522 - Paris - Lille - Paris : journal par (r)accroc (2)
Paris – Lille – Paris : journal par (r)accroc
(journal extime, 19 octobre – 28 octobre 2013)
Di 20
Assiste séance d’enregistremt des Papous ds la tête au th du Rd-Pt. Utilise le GPS du portable. Tjs cette fascinat° de voir se déplacer le losange bleu qui indiq ma position à mesure q j’avance.
Salle — celle-ci est gde — à ½ sinon aux 2/3 vide.
Vérifie q le rire est communicatif Voisine bon public. Rire irrépressible [parfois sans vraie raison]
Laissé le pt carnet, le précieux carnet ds la salle en partant. M’en aperçois ds la station de M°. Tous mes codes d’accès à mes messageries, des pages parfois très intimes. Dépossession vertigineuse.
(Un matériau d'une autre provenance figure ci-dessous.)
//! Line-oriented console front end
//!
//! Reads one line at a time, hands it to the [`ChatController`] or the
//! gateway, then prints whatever changed in the conversation state since the
//! last refresh.

mod commands;
mod render;

pub use commands::{parse_input, ConsoleInput, SlashCommand};
pub use render::{render_message, short_time};

use std::io::Write;
use std::sync::Arc;

use tokio::io::{AsyncBufRead, AsyncBufReadExt};
use tokio::sync::watch;
use tracing::debug;

use crate::conversation::{ChatController, SAMPLE_PROMPTS};
use crate::gateway::ChatGateway;
use crate::{MindfulError, Result};

/// Passages requested by `/search`
const SEARCH_RESULTS: usize = 3;

pub struct Console<W: Write> {
    controller: ChatController,
    gateway: Arc<dyn ChatGateway>,
    online: Option<watch::Receiver<bool>>,
    out: W,
    /// Number of conversation messages already printed
    printed: usize,
    last_error: Option<String>,
    crisis_shown: bool,
    was_online: bool,
}

impl<W: Write> Console<W> {
    pub fn new(controller: ChatController, gateway: Arc<dyn ChatGateway>, out: W) -> Self {
        Self {
            controller,
            gateway,
            online: None,
            out,
            printed: 0,
            last_error: None,
            crisis_shown: false,
            was_online: true,
        }
    }

    /// Show an offline banner whenever the flag drops to `false`.
    pub fn with_online_flag(mut self, online: watch::Receiver<bool>) -> Self {
        self.online = Some(online);
        self
    }

    pub fn into_output(self) -> W {
        self.out
    }

    /// Read lines until EOF or `/quit`.
    pub async fn run<R>(&mut self, input: R) -> Result<()>
    where
        R: AsyncBufRead + Unpin,
    {
        writeln!(
            self.out,
            "Mental Health Support Chat - type /help for commands"
        )?;
        self.refresh().await?;

        let mut lines = input.lines();
        loop {
            write!(self.out, "> ")?;
            self.out.flush()?;

            let Some(line) = lines.next_line().await? else {
                writeln!(self.out)?;
                break;
            };

            match self.handle(parse_input(&line)).await {
                Ok(true) => {}
                Ok(false) => break,
                Err(MindfulError::Gateway(e)) => {
                    writeln!(self.out, "! Request failed: {e}")?;
                }
                Err(e) => return Err(e),
            }
            self.refresh().await?;
        }

        writeln!(self.out, "Take care of yourself.")?;
        Ok(())
    }

    /// Apply one input. Returns `false` when the console should exit.
    async fn handle(&mut self, input: ConsoleInput) -> Result<bool> {
        debug!("Console input: {:?}", input);

        match input {
            ConsoleInput::Message(text) => self.send(&text).await?,
            ConsoleInput::Sample(n) => {
                // Numbers only pick prompts while the prompts are on screen
                if self.controller.state().await.shows_sample_prompts() {
                    self.send(SAMPLE_PROMPTS[n - 1]).await?;
                } else {
                    self.send(&n.to_string()).await?;
                }
            }
            ConsoleInput::Clear => {
                if self.controller.state().await.can_clear() {
                    // Failures surface through the state's error notice
                    let _ = self.controller.clear_chat().await;
                } else {
                    writeln!(self.out, "Nothing to clear.")?;
                }
            }
            ConsoleInput::Dismiss => {
                self.controller.dismiss_error().await;
                self.last_error = None;
            }
            ConsoleInput::CloseCrisis => {
                self.controller.close_crisis_mode().await;
                self.crisis_shown = false;
            }
            ConsoleInput::Resources => {
                let bundle = self.gateway.resources().await?;
                writeln!(self.out, "{}", render::render_resources(&bundle))?;
            }
            ConsoleInput::Search(query) => {
                let results = self.gateway.search(&query, SEARCH_RESULTS).await?;
                writeln!(self.out, "{}", render::render_search(&results))?;
            }
            ConsoleInput::Feedback { rating, comment } => {
                let ack = self
                    .gateway
                    .submit_feedback(rating, &comment, self.controller.session_id())
                    .await?;
                writeln!(
                    self.out,
                    "{}",
                    ack.message.as_deref().unwrap_or("Feedback sent.")
                )?;
            }
            ConsoleInput::Session => {
                writeln!(self.out, "Session: {}", self.controller.session_id())?;
            }
            ConsoleInput::Help => self.print_help()?,
            ConsoleInput::Quit => return Ok(false),
            ConsoleInput::Invalid(reason) => writeln!(self.out, "{reason}")?,
        }

        Ok(true)
    }

    /// Send one turn, echoing it while the reply is outstanding.
    async fn send(&mut self, text: &str) -> Result<()> {
        let controller = self.controller.clone();
        // `join` polls the send first, so the user turn is already in the
        // log when the echo runs.
        let (_, echoed) = futures::future::join(controller.send_message(text), async {
            self.refresh().await?;
            if controller.is_loading() {
                writeln!(self.out, "  Assistant is typing...")?;
                self.out.flush()?;
            }
            Ok::<_, MindfulError>(())
        })
        .await;
        // Rejections and failures are recorded in the conversation state
        echoed
    }

    fn print_help(&mut self) -> Result<()> {
        writeln!(self.out, "Type a message to talk with the assistant.")?;
        for command in SlashCommand::all() {
            let usage = match command.usage() {
                "" => command.to_string(),
                usage => usage.to_string(),
            };
            writeln!(self.out, "  {:<28}{}", usage, command.description())?;
        }
        Ok(())
    }

    /// Print everything that changed since the previous refresh.
    async fn refresh(&mut self) -> Result<()> {
        let online = self.online.as_ref().map(|rx| *rx.borrow()).unwrap_or(true);
        if online != self.was_online {
            if online {
                writeln!(self.out, "-- Back online --")?;
            } else {
                writeln!(
                    self.out,
                    "-- Offline: the assistant service is unreachable --"
                )?;
            }
            self.was_online = online;
        }

        let state = self.controller.state().await;

        if state.messages.len() < self.printed {
            writeln!(self.out, "-- conversation cleared --")?;
            self.printed = 0;
        }
        let welcome_printed_now = self.printed == 0;
        for message in &state.messages[self.printed..] {
            writeln!(self.out, "{}", render_message(message))?;
        }
        self.printed = state.messages.len();

        if state.error != self.last_error {
            if let Some(error) = &state.error {
                writeln!(self.out, "! {error} (/dismiss to hide)")?;
            }
            self.last_error = state.error.clone();
        }

        if state.is_crisis_mode && !self.crisis_shown {
            writeln!(self.out, "{}", render::render_crisis_panel())?;
        }
        self.crisis_shown = state.is_crisis_mode;

        if welcome_printed_now && state.shows_sample_prompts() {
            writeln!(self.out, "{}", render::render_sample_prompts())?;
        }

        Ok(())
    }
}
Dimanche 20 octobre, début d’après-midi
J’assiste à la séance d’enregistrement des Papous dans la tête, l’émission de France-Culture que j’écoute souvent le dimanche en me préparant à déjeuner, au Théâtre du Rond-Point. Pour m’y rendre, j’utilise le GPS du téléphone mobile : je demeure fasciné par le losange bleu indiquant ma position à mesure que j’avance. Cependant, je m’active d’autant plus que je pense devoir faire la queue avant d’entrer ; mais la salle, plutôt grande, est à demi, sinon aux deux tiers vide. On me remet à l’entrée un papier de la taille d’un bulletin de vote pour sésame symbolique.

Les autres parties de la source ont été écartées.